Ho una teoria particolare sul modo di ascoltare alcuni piani solo...
Bisogna fingere di essere i protagonisti del recital, seduti al posto del titolare, di fronte alla tastiera bianca e nera, e pensare ai destinatari del proprio messaggio. Solo così si potranno davvero interiorizzare le astrazioni, fare propri alcuni passaggi atonali, rendere lirico e dolce un momento percussivo; nel silenzio e nell'oscurità della sala di registrazione (o da concerto) proviamo ad immaginare, sedute in regia (o in platea), le figure che più abbiamo amato nella nostra vita, le più importanti, e di dovergli rivolgere le ultime parole di commiato. L'ultima occasione per le confessioni più intime, più segrete. Parole d'amore, parole di rabbia, parole mai dette, per dar vita ai ricordi, farli riaffiorare in superficie e mandarli alla deriva, trasfigurati. O anche solo immaginare quel che poteva essere, godere delle proprie malinconie, dei propri rimpianti. Riscoprire il fascino sensuale, il carisma, la brillantezza di cui siamo capaci per vincere le nostre sfide, per imporci nella vita.
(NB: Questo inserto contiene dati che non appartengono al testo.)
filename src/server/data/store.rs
use std::future::Future;

use sea_orm::{DatabaseConnection, TransactionTrait};
use uuid::Uuid;

use crate::{
    model::test::TestDto,
    server::{
        data::test::TestRepository,
        error::{test::TestAccessError, Error},
        model::test::into_model,
    },
};

/// Persistence capabilities the test access service requires.
///
/// Every method resolves to a `Send` future so the service can run inside Axum handlers.
pub trait TestStore {
    /// Returns every test created by `author_id`
    fn list_by_author(
        &self,
        author_id: &str,
    ) -> impl Future<Output = Result<Vec<TestDto>, Error>> + Send;

    /// Returns the test with `test_id` only if it was created by `author_id`
    fn find_by_author_and_id(
        &self,
        author_id: &str,
        test_id: &str,
    ) -> impl Future<Output = Result<Option<TestDto>, Error>> + Send;

    /// Returns the test with `test_id` regardless of its author
    fn find_by_id(&self, test_id: &str)
        -> impl Future<Output = Result<Option<TestDto>, Error>> + Send;

    /// Inserts the test if it has no ID, assigning one, otherwise replaces the stored test
    ///
    /// Replacing a test that no longer exists fails with [`TestAccessError::NotFound`].
    fn save(&self, test: TestDto) -> impl Future<Output = Result<TestDto, Error>> + Send;

    /// Deletes the test with `test_id` created by `author_id` as a single atomic unit
    ///
    /// Succeeds without effect if no such test exists.
    fn delete_by_author_and_id(
        &self,
        author_id: &str,
        test_id: &str,
    ) -> impl Future<Output = Result<(), Error>> + Send;
}

/// [`TestStore`] backed by the application database
pub struct DbTestStore<'a> {
    db: &'a DatabaseConnection,
}

impl<'a> DbTestStore<'a> {
    /// Creates a new instance of [`DbTestStore`]
    pub fn new(db: &'a DatabaseConnection) -> Self {
        Self { db }
    }
}

impl TestStore for DbTestStore<'_> {
    async fn list_by_author(&self, author_id: &str) -> Result<Vec<TestDto>, Error> {
        let tests = TestRepository::new(self.db)
            .get_many_by_author_id(author_id)
            .await?;

        Ok(tests.into_iter().map(TestDto::from).collect())
    }

    async fn find_by_author_and_id(
        &self,
        author_id: &str,
        test_id: &str,
    ) -> Result<Option<TestDto>, Error> {
        let test = TestRepository::new(self.db)
            .find_by_author_and_id(author_id, test_id)
            .await?;

        Ok(test.map(TestDto::from))
    }

    async fn find_by_id(&self, test_id: &str) -> Result<Option<TestDto>, Error> {
        let test = TestRepository::new(self.db).find_by_id(test_id).await?;

        Ok(test.map(TestDto::from))
    }

    async fn save(&self, test: TestDto) -> Result<TestDto, Error> {
        let test_repo = TestRepository::new(self.db);

        match test.id.clone() {
            None => {
                let model = into_model(test, Uuid::new_v4().to_string())?;
                let created = test_repo.create(model).await?;

                Ok(TestDto::from(created))
            }
            Some(test_id) => {
                let model = into_model(test, test_id)?;
                let replaced = test_repo
                    .replace(model)
                    .await?
                    .ok_or_else(TestAccessError::not_found)?;

                Ok(TestDto::from(replaced))
            }
        }
    }

    async fn delete_by_author_and_id(&self, author_id: &str, test_id: &str) -> Result<(), Error> {
        let txn = self.db.begin().await?;

        let result = TestRepository::new(&txn)
            .delete_by_author_and_id(author_id, test_id)
            .await?;

        txn.commit().await?;

        tracing::debug!(
            author_id = %author_id,
            test_id = %test_id,
            rows_affected = result.rows_affected,
            "Deleted test"
        );

        Ok(())
    }
}
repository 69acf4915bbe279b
//! Test fixture modules for database record creation.
//!
//! This module contains fixture utilities for creating test data during test execution.
//!
//! - `test` - Test (quiz) records owned by an author
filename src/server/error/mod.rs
//! Error types for the test system server.
//!
//! This module provides the error handling system with specialized error types for
//! configuration, caller authentication and test access. All errors implement
//! `IntoResponse` for Axum HTTP responses and use `thiserror` for ergonomic error
//! definitions with automatic `Display` and `Error` trait implementations.

pub mod auth;
pub mod config;

use axum::{
    http::StatusCode,
    response::{IntoResponse, Response},
    Json,
};
use thiserror::Error;

use crate::{
    model::api::ErrorDto,
    server::error::{auth::AuthError, config::ConfigError, test::TestAccessError},
};

/// Main error type for the test system server.
///
/// This enum aggregates all domain-specific error types and external library errors into a
/// single unified error type. It uses `thiserror`'s `#[from]` attribute to enable automatic
/// conversion from underlying error types via the `?` operator. The `IntoResponse` implementation
/// maps errors to appropriate HTTP responses for API consumers.
#[derive(Error, Debug)]
pub enum Error {
    /// Configuration error (missing or invalid environment variables).
    #[error(transparent)]
    ConfigError(#[from] ConfigError),
    /// Authentication error (no user in session, missing role).
    #[error(transparent)]
    AuthError(#[from] AuthError),
    /// Test access error (create/update contract violations, missing tests).
    #[error(transparent)]
    TestAccessError(#[from] TestAccessError),
    /// Internal error indicating a bug in the service's code.
    #[error("Internal error, this indicates a bug: {0:?}")]
    InternalError(String),
    /// Database error (query failures, connection issues, constraint violations).
    #[error(transparent)]
    DbErr(#[from] sea_orm::DbErr),
    /// Session error (session retrieval, storage, serialization).
    #[error(transparent)]
    SessionError(#[from] tower_sessions::session::Error),
    /// Redis session store error (connection, command execution).
    #[error(transparent)]
    SessionRedisError(#[from] tower_sessions_redis_store::fred::prelude::Error),
    /// IO error (binding the listener, serving connections).
    #[error(transparent)]
    IoError(#[from] std::io::Error),
}

/// Converts application errors into HTTP responses.
///
/// # Returns
/// - 400 Bad Request - For create/update contract violations
/// - 401 Unauthorized - For requests without a user in session
/// - 403 Forbidden - For users without the admin or teacher role
/// - 404 Not Found - For tests that do not exist or are owned by another author
/// - 500 Internal Server Error - For all other errors (with error logging)
impl IntoResponse for Error {
    fn into_response(self) -> Response {
        match self {
            Self::ConfigError(err) => err.into_response(),
            Self::AuthError(err) => err.into_response(),
            Self::TestAccessError(err) => err.into_response(),
            err => InternalServerError(err).into_response(),
        }
    }
}

/// Wrapper type for converting any displayable error into a 500 Internal Server Error response.
///
/// This struct logs the error message and returns a generic "Internal server error" message
/// to the client to avoid leaking implementation details.
pub struct InternalServerError<E>(pub E);

impl<E: std::fmt::Display> IntoResponse for InternalServerError<E> {
    fn into_response(self) -> Response {
        tracing::error!("{}", self.0);

        (
            StatusCode::INTERNAL_SERVER_ERROR,
            Json(ErrorDto {
                error: "Internal server error".to_string(),
            }),
        )
            .into_response()
    }
}
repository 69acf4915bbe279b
//! `SeaORM` entities for the test system service

pub mod prelude;
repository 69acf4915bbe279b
//! Server application core modules.
//!
//! This module contains all server-side functionality for the test system service, including
//! configuration, HTTP routing, session-based caller identity, the test access service and
//! its database-backed store.

pub mod config;
pub mod controller;
pub mod data;
pub mod error;
pub mod model;
pub mod router;
pub mod service;
pub mod startup;
pub mod util;
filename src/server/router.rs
//! HTTP routing and OpenAPI documentation configuration.
//!
//! This module defines the application's HTTP routes and generates OpenAPI documentation
//! using utoipa. All API endpoints are registered here with their OpenAPI specifications,
//! and Swagger UI is configured to provide interactive API documentation at `/api/docs`.

use axum::Router;
use utoipa::OpenApi;
use utoipa_axum::{router::OpenApiRouter, routes};
use utoipa_swagger_ui::SwaggerUi;

use crate::server::{controller, model::app::AppState};

/// Builds the application's HTTP router with all API endpoints and Swagger UI documentation.
///
/// # Registered Endpoints
/// - `GET /api/tests` - List tests created by the current user
/// - `POST /api/tests` - Create a test owned by the current user
/// - `PUT /api/tests` - Rejected update without a test ID
/// - `GET /api/tests/{test_id}` - Get a test created by the current user
/// - `PUT /api/tests/{test_id}` - Update a test created by the current user
/// - `DELETE /api/tests/{test_id}` - Delete a test created by the current user
///
/// The OpenAPI specification is available at `/api/docs/openapi.json`.
///
/// # Returns
/// An Axum `Router<AppState>` with all routes registered, the session layer is applied by the caller.
pub fn routes() -> Router<AppState> {
    #[derive(OpenApi)]
    #[openapi(info(title = "Test System", description = "Test system API"), tags(
        (name = controller::test::TEST_TAG, description = "Test management API routes"),
    ))]
    struct ApiDoc;

    let (routes, api) = OpenApiRouter::with_openapi(ApiDoc::openapi())
        .routes(routes!(
            controller::test::get_tests,
            controller::test::create_test,
            controller::test::update_test_without_id
        ))
        .routes(routes!(
            controller::test::get_test,
            controller::test::update_test,
            controller::test::delete_test
        ))
        .split_for_parts();

    routes.merge(SwaggerUi::new("/api/docs").url("/api/docs/openapi.json", api))
}
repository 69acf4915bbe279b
use serde::{Deserialize, Serialize};

/// The response when an error occurs with an API request
#[derive(Serialize, Deserialize, utoipa::ToSchema)]
pub struct ErrorDto {
    /// The error message
    pub error: String,
}
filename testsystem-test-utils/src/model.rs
//! Database model type aliases for test utilities.
//!
//! These aliases match those in the main testsystem crate to ensure consistency across tests.

/// Type alias for the test database model.
pub type TestModel = entity::test::Model;
pub use super::test::Entity as Test;
use tower_sessions::Session;

use crate::server::{
    error::{auth::AuthError, Error},
    model::session::{role::SessionUserRoles, user::SessionUserId},
};

/// Retrieves the ID of the calling author from the session
///
/// The session is populated by the upstream authentication service; only users holding the
/// admin or teacher role may act as test authors.
///
/// # Arguments
/// - `session`: The user's session
///
/// # Returns
/// - `Ok(String)`: ID of the authenticated user
/// - `Err(Error::AuthError(AuthError::UserNotInSession))`: User ID not present in session
/// - `Err(Error::AuthError(AuthError::InsufficientRole))`: User holds neither the admin nor the teacher role
/// - `Err(Error)`: Internal errors (session store failures, etc.)
pub async fn get_author_from_session(session: &Session) -> Result<String, Error> {
    let Some(user_id) = SessionUserId::get(session).await? else {
        return Err(Error::AuthError(AuthError::UserNotInSession));
    };

    let roles = SessionUserRoles::get(session).await?;
    if !roles.iter().any(|role| role.can_author_tests()) {
        return Err(Error::AuthError(AuthError::InsufficientRole(user_id)));
    }

    Ok(user_id)
}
Sentire la vita stessa scorrere sotto le note cristalline, esseri infinitamente piccoli, di carne e sangue che entrano in contatto con l'inconoscibile, l'infinitamente grande. Produrre col piano la commozione per la bellezza, l'esaltazione della propria passionalità, a tratti ingenua ed infantile, a tratti tenebrosa e malvagia. Alzare la voce per farsi capire, se serve. Fare il solletico, prendere in giro. Assaporare gli elogi di chi è fiero di noi, sapendo di esserseli meritati.
Paul Bley ha il grande dono di poter suscitare questi viaggi senza fine nelle teste di chi si vuole predisporre al volo libero. Riesce a trasportare l'ascoltatore in un mondo tutto suo, in cui la melodia, sempre presente, non è quasi mai esplicita e ben delineata, quanto vaporosa, accennata, da scoprire per mezzi derivativi, obliqua, incompleta. Il blues, la forma-canzone, le varie strutture su cui si poggia il suo pianismo, convergono tutte in una forma libera, uno stile “totale” all'interno del quale reminiscenze di Chopin convivono con clusters alla Cecil Taylor e altre sonorità nei confronti delle quali anche lo stile di Jarrett ha un grosso debito.
Già, le sonorità. Il suono. Qui il suono è FONDAMENTALE. Se già è vero che in un rendezvous con la musica come il piano solo, il suono stesso da significante si fa significato, a maggior ragione ciò è vero con un'artista del calibro di Paul Bley, così attento al timbro, agli spazi e alla dinamica. E ancora di più considerando la casa discografica, la ECM, da sempre attentissima alla qualità di registrazione, qui impeccabile come sempre. Dulcis in fundo, lo strumento. Un superbo Bosendorfer Imperial, davvero regale e aristocratico. Note alte che suonano come gocce di pioggia, note gravi come tuoni.
Delle dieci “variazioni” che compongono i 55' del “Solo In Mondsee” (che variazioni non sono), una in particolare mi ossessiona; sono capace di metterla in repeat 4-5 volte e ogni volta mi trovo a serrare gli occhi, corrugare la fronte e scuotere la testa vittima del coinvolgimento lirico. La quarta.
Sicuramente una delle migliori uscite del 2007 (registrato però nel 2001, con Paul Bley sessantanovenne), questa meraviglia merita, richiede e necessita di numerosi e appassionati ascolti. Magari con la “tecnica” da me suggerita. Buon volo!